Atlas Bower—Not so much a bookstore as an indoor yardsale, this store was completely unpredictable and mostly crap, but it also provided Nick with Weil’s Lectures on Philosophy, Ballard’s stunning early collection The Voices of Time (first ed., I think), and Kierkegaard’s Works of Love (birthday gift from Andrew. It moved downtown sometime during 2004, or most of the way downtown, anyway.

College Hill Books—Somewhere between a bookstand and a bookstore, this place has a good selection of whatever’s brand new, along with quite a lot of magazines, but is definitely not the place to go if you’re looking for something in particular.

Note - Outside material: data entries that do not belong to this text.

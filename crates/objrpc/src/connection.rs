//! Client connections
//!
//! A [`Connection`] multiplexes concurrent requests over one transport.
//! Twoway requests register a reply slot keyed by request id; a reader
//! task routes each reply to its slot, so replies may complete in any
//! order. Writes are serialized through the sink lock.
//!
//! A connection fails as a whole: every pending caller receives the same
//! `ConnectionLost` error and unflushed batches are discarded. A per-call
//! timeout only abandons that call's slot.

use crate::batch::{BatchMode, BatchQueue, BatchState};
use crate::connector::{Connector, Link};
use crate::endpoint::Endpoint;
use crate::error::{Result, RpcError};
use bytes::Bytes;
use objrpc_wire::frame::batch_message_size;
use objrpc_wire::{
    BatchRequestFrame, Frame, FrameSink, FrameSource, ReplyFrame, ReplyOutcome, RequestFrame,
    WireError, MAX_UDP_PAYLOAD,
};
use parking_lot::Mutex;
use std::collections::HashMap;
use std::fmt;
use std::sync::atomic::{AtomicI32, Ordering};
use std::sync::{Arc, Weak};
use std::time::Duration;
use tokio::sync::oneshot;
use tokio::task::JoinHandle;
use tokio::time::Instant;
use tracing::{debug, trace, warn};

type ReplySender = oneshot::Sender<Result<ReplyOutcome>>;

struct RequestTable {
    pending: HashMap<i32, ReplySender>,
    /// Set once; the connection accepts nothing afterwards
    closed: Option<RpcError>,
}

type CloseHook = Box<dyn FnOnce() + Send>;

/// A client connection to one endpoint
pub struct Connection {
    endpoint: Endpoint,
    datagram: bool,
    max_message_size: usize,
    sink: tokio::sync::Mutex<Box<dyn FrameSink>>,
    requests: Mutex<RequestTable>,
    next_request_id: AtomicI32,
    batch_oneway: Mutex<BatchQueue>,
    batch_datagram: Mutex<BatchQueue>,
    reader: Mutex<Option<JoinHandle<()>>>,
    on_close: Mutex<Option<CloseHook>>,
}

/// Removes a pending slot when the waiting call finishes or is dropped
struct PendingGuard<'a> {
    connection: &'a Connection,
    request_id: i32,
}

impl Drop for PendingGuard<'_> {
    fn drop(&mut self) {
        self.connection
            .requests
            .lock()
            .pending
            .remove(&self.request_id);
    }
}

fn connect_failed(endpoint: &Endpoint, reason: impl ToString) -> RpcError {
    RpcError::ConnectFailed {
        endpoint: endpoint.to_string(),
        reason: reason.to_string(),
    }
}

impl Connection {
    /// Connect through `connector` and, for stream transports, wait for the
    /// peer's ValidateConnection. The endpoint timeout bounds both steps.
    pub async fn establish(
        connector: &dyn Connector,
        endpoint: &Endpoint,
        secure: bool,
        max_message_size: usize,
    ) -> Result<Arc<Self>> {
        let handshake = async {
            let mut link = connector.connect(endpoint, secure).await?;
            if !link.datagram {
                let data = link
                    .source
                    .recv_frame()
                    .await
                    .map_err(|e| connect_failed(endpoint, e))?;
                match Frame::decode(&data) {
                    Ok(Frame::ValidateConnection) => {}
                    Ok(other) => {
                        return Err(connect_failed(
                            endpoint,
                            format!("expected connection validation, got {:?}", other.message_type()),
                        ))
                    }
                    Err(e) => return Err(connect_failed(endpoint, e)),
                }
            }
            Ok::<Link, RpcError>(link)
        };

        let link = match endpoint.timeout {
            Some(limit) => tokio::time::timeout(limit, handshake)
                .await
                .map_err(|_| connect_failed(endpoint, format!("timed out after {:?}", limit)))??,
            None => handshake.await?,
        };

        debug!("Connection to {} established", endpoint);
        Ok(Self::from_link(link, endpoint.clone(), max_message_size))
    }

    /// Wrap an already validated link and start its reader
    pub fn from_link(link: Link, endpoint: Endpoint, max_message_size: usize) -> Arc<Self> {
        let Link {
            sink,
            source,
            datagram,
        } = link;
        let max_message_size = if datagram {
            max_message_size.min(MAX_UDP_PAYLOAD)
        } else {
            max_message_size
        };

        let connection = Arc::new(Self {
            endpoint,
            datagram,
            max_message_size,
            sink: tokio::sync::Mutex::new(sink),
            requests: Mutex::new(RequestTable {
                pending: HashMap::new(),
                closed: None,
            }),
            next_request_id: AtomicI32::new(1),
            batch_oneway: Mutex::new(BatchQueue::new()),
            batch_datagram: Mutex::new(BatchQueue::new()),
            reader: Mutex::new(None),
            on_close: Mutex::new(None),
        });

        // Datagram links never carry replies
        if !datagram {
            let handle = tokio::spawn(read_loop(Arc::downgrade(&connection), source));
            *connection.reader.lock() = Some(handle);
        }
        connection
    }

    pub fn endpoint(&self) -> &Endpoint {
        &self.endpoint
    }

    pub fn is_datagram(&self) -> bool {
        self.datagram
    }

    pub fn is_closed(&self) -> bool {
        self.requests.lock().closed.is_some()
    }

    /// Why the connection closed, if it has
    pub fn close_reason(&self) -> Option<RpcError> {
        self.requests.lock().closed.clone()
    }

    /// Twoway requests still awaiting a reply
    pub fn pending_count(&self) -> usize {
        self.requests.lock().pending.len()
    }

    pub fn batch_state(&self, mode: BatchMode) -> BatchState {
        self.batch(mode).lock().state()
    }

    /// Run `hook` once when the connection closes (immediately if it
    /// already has)
    pub fn set_on_close(&self, hook: impl FnOnce() + Send + 'static) {
        if self.is_closed() {
            hook();
            return;
        }
        *self.on_close.lock() = Some(Box::new(hook));
        // Closed while installing: make sure the hook still runs
        if self.is_closed() {
            if let Some(hook) = self.on_close.lock().take() {
                hook();
            }
        }
    }

    fn batch(&self, mode: BatchMode) -> &Mutex<BatchQueue> {
        match mode {
            BatchMode::Oneway => &self.batch_oneway,
            BatchMode::Datagram => &self.batch_datagram,
        }
    }

    fn next_request_id(&self) -> i32 {
        // Positive ids only; 0 marks requests without a reply
        match self.next_request_id.fetch_add(1, Ordering::Relaxed) & i32::MAX {
            0 => 1,
            id => id,
        }
    }

    fn check_open(&self) -> Result<()> {
        match &self.requests.lock().closed {
            Some(err) => Err(err.clone()),
            None => Ok(()),
        }
    }

    fn check_size(&self, size: usize) -> Result<()> {
        if size <= self.max_message_size {
            return Ok(());
        }
        if self.datagram {
            Err(RpcError::DatagramLimit {
                size,
                max: self.max_message_size,
            })
        } else {
            Err(RpcError::Protocol(format!(
                "message of {} bytes exceeds maximum {}",
                size, self.max_message_size
            )))
        }
    }

    fn lost(&self, reason: impl Into<String>) -> RpcError {
        RpcError::ConnectionLost {
            endpoint: self.endpoint.to_string(),
            reason: reason.into(),
        }
    }

    fn on_write_error(&self, err: WireError) -> RpcError {
        let err = RpcError::from_wire(&self.endpoint.to_string(), err);
        self.fail(err.clone());
        err
    }

    /// Send a twoway request and wait for its reply.
    ///
    /// The request id is assigned here and `timeout` starts now. Expiry
    /// while waiting for the reply fails only this call. Expiry while the
    /// request is being written leaves a partial message on the stream, so
    /// the connection is closed with ConnectionLost for every other user;
    /// this caller still gets Timeout.
    pub async fn invoke_twoway(
        &self,
        mut request: RequestFrame,
        timeout: Option<Duration>,
    ) -> Result<ReplyOutcome> {
        let deadline = timeout.map(|limit| Instant::now() + limit);
        let timed_out = || RpcError::Timeout(timeout.unwrap_or_default());

        let request_id = self.next_request_id();
        request.request_id = request_id;
        let data = request.encode();
        self.check_size(data.len())?;

        let (tx, rx) = oneshot::channel();
        {
            let mut table = self.requests.lock();
            if let Some(err) = &table.closed {
                return Err(err.clone());
            }
            table.pending.insert(request_id, tx);
        }
        let _guard = PendingGuard {
            connection: self,
            request_id,
        };

        trace!(
            "Sending request {} `{}` to {}",
            request_id,
            request.operation,
            self.endpoint
        );

        let mut sink = match deadline {
            Some(deadline) => match tokio::time::timeout_at(deadline, self.sink.lock()).await {
                Ok(sink) => sink,
                Err(_) => return Err(timed_out()),
            },
            None => self.sink.lock().await,
        };
        let write = sink.send_frame(data);
        let written = match deadline {
            Some(deadline) => tokio::time::timeout_at(deadline, write).await.ok(),
            None => Some(write.await),
        };
        drop(sink);

        match written {
            Some(Ok(())) => {}
            Some(Err(e)) => return Err(self.on_write_error(e)),
            None => {
                self.fail(self.lost("timed out writing request"));
                return Err(timed_out());
            }
        }

        let reply = match deadline {
            Some(deadline) => match tokio::time::timeout_at(deadline, rx).await {
                Ok(reply) => reply,
                Err(_) => {
                    debug!("Request {} to {} timed out", request_id, self.endpoint);
                    return Err(timed_out());
                }
            },
            None => rx.await,
        };

        match reply {
            Ok(outcome) => outcome,
            Err(_) => Err(self.lost("reply slot dropped")),
        }
    }

    /// Send a request that expects no reply
    pub async fn send_oneway(&self, mut request: RequestFrame) -> Result<()> {
        request.request_id = 0;
        let data = request.encode();
        self.check_size(data.len())?;
        self.check_open()?;

        let mut sink = self.sink.lock().await;
        trace!("Sending {} `{}` to {}", request.mode, request.operation, self.endpoint);
        sink.send_frame(data)
            .await
            .map_err(|e| self.on_write_error(e))
    }

    /// Append a marshaled request body to a batch queue. If the batch
    /// would outgrow the message size limit, what is queued goes out
    /// first.
    pub async fn queue_batch(&self, mode: BatchMode, body: Bytes) -> Result<()> {
        self.check_open()?;
        let limit = self.max_message_size;
        self.check_size(batch_message_size(body.len()))?;

        {
            let mut queue = self.batch(mode).lock();
            if batch_message_size(queue.size() + body.len()) <= limit {
                queue.push(body);
                return Ok(());
            }
        }

        // Holding the sink from take to send keeps batches in order
        let mut sink = self.sink.lock().await;
        let bodies = {
            let mut queue = self.batch(mode).lock();
            let bodies = if batch_message_size(queue.size() + body.len()) > limit {
                queue.take()
            } else {
                Vec::new()
            };
            queue.push(body);
            bodies
        };

        if !bodies.is_empty() {
            debug!(
                "Batch for {} full, sending {} requests",
                self.endpoint,
                bodies.len()
            );
            sink.send_frame(BatchRequestFrame::encode_bodies(&bodies))
                .await
                .map_err(|e| self.on_write_error(e))?;
        }
        Ok(())
    }

    /// Transmit a batch queue as one message; returns the number of
    /// requests sent
    pub async fn flush_batch(&self, mode: BatchMode) -> Result<usize> {
        self.check_open()?;
        let mut sink = self.sink.lock().await;
        let bodies = self.batch(mode).lock().take();
        if bodies.is_empty() {
            return Ok(0);
        }

        debug!("Flushing {} batched requests to {}", bodies.len(), self.endpoint);
        sink.send_frame(BatchRequestFrame::encode_bodies(&bodies))
            .await
            .map_err(|e| self.on_write_error(e))?;
        Ok(bodies.len())
    }

    /// Flush both batch queues
    pub async fn flush_batches(&self) -> Result<usize> {
        let oneway = self.flush_batch(BatchMode::Oneway).await?;
        let datagram = self.flush_batch(BatchMode::Datagram).await?;
        Ok(oneway + datagram)
    }

    /// Close the connection, optionally flushing batch queues first.
    /// Pending twoway calls fail with `ConnectionLost`.
    pub async fn close(&self, flush: bool) -> Result<()> {
        if self.is_closed() {
            return Ok(());
        }

        let flushed = if flush {
            self.flush_batches().await.map(|_| ())
        } else {
            Ok(())
        };

        {
            let mut sink = self.sink.lock().await;
            if !self.datagram {
                let _ = sink.send_frame(Frame::CloseConnection.encode()).await;
            }
            let _ = sink.close().await;
        }

        if self.terminate(self.lost("connection closed")) {
            debug!("Connection to {} closed", self.endpoint);
        }
        flushed
    }

    /// Fail the connection: pending calls get `err`, batches are dropped
    pub(crate) fn fail(&self, err: RpcError) {
        if self.terminate(err.clone()) {
            warn!("Connection to {} failed: {}", self.endpoint, err);
        }
    }

    /// Returns false if the connection was already closed
    fn terminate(&self, err: RpcError) -> bool {
        let waiters = {
            let mut table = self.requests.lock();
            if table.closed.is_some() {
                return false;
            }
            table.closed = Some(err.clone());
            std::mem::take(&mut table.pending)
        };

        for (_, tx) in waiters {
            let _ = tx.send(Err(err.clone()));
        }

        for mode in [BatchMode::Oneway, BatchMode::Datagram] {
            let lost = self.batch(mode).lock().discard();
            if lost > 0 {
                warn!(
                    "Discarded {} unflushed batch requests for {}",
                    lost, self.endpoint
                );
            }
        }

        if let Some(reader) = self.reader.lock().take() {
            reader.abort();
        }
        if let Some(hook) = self.on_close.lock().take() {
            hook();
        }
        true
    }

    fn dispatch_reply(&self, reply: ReplyFrame) {
        let waiter = self.requests.lock().pending.remove(&reply.request_id);
        match waiter {
            Some(tx) => {
                trace!("Reply {} from {}", reply.request_id, self.endpoint);
                let _ = tx.send(Ok(reply.outcome));
            }
            None => debug!(
                "Dropping reply {} from {}: no pending request",
                reply.request_id, self.endpoint
            ),
        }
    }
}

Closed as of summer 2004, alas.
Brown Bookstore—Obviously, a prime source of textbooks, but not to be credited for that, as those are professor-chosen.
Borders—Unremarkable except for its odd tendency to file its philosophy texts next to its tarot cards and bargain music. Source of Nick’s copy of Weil’s Gravity and Grace
h2. Burlington, Vermont
North Country Books—The underground one, home of a pretty good scifi collection. Andrew lusts after the Dashiell Hammett there, and has picked up a few books on Eastern Europe.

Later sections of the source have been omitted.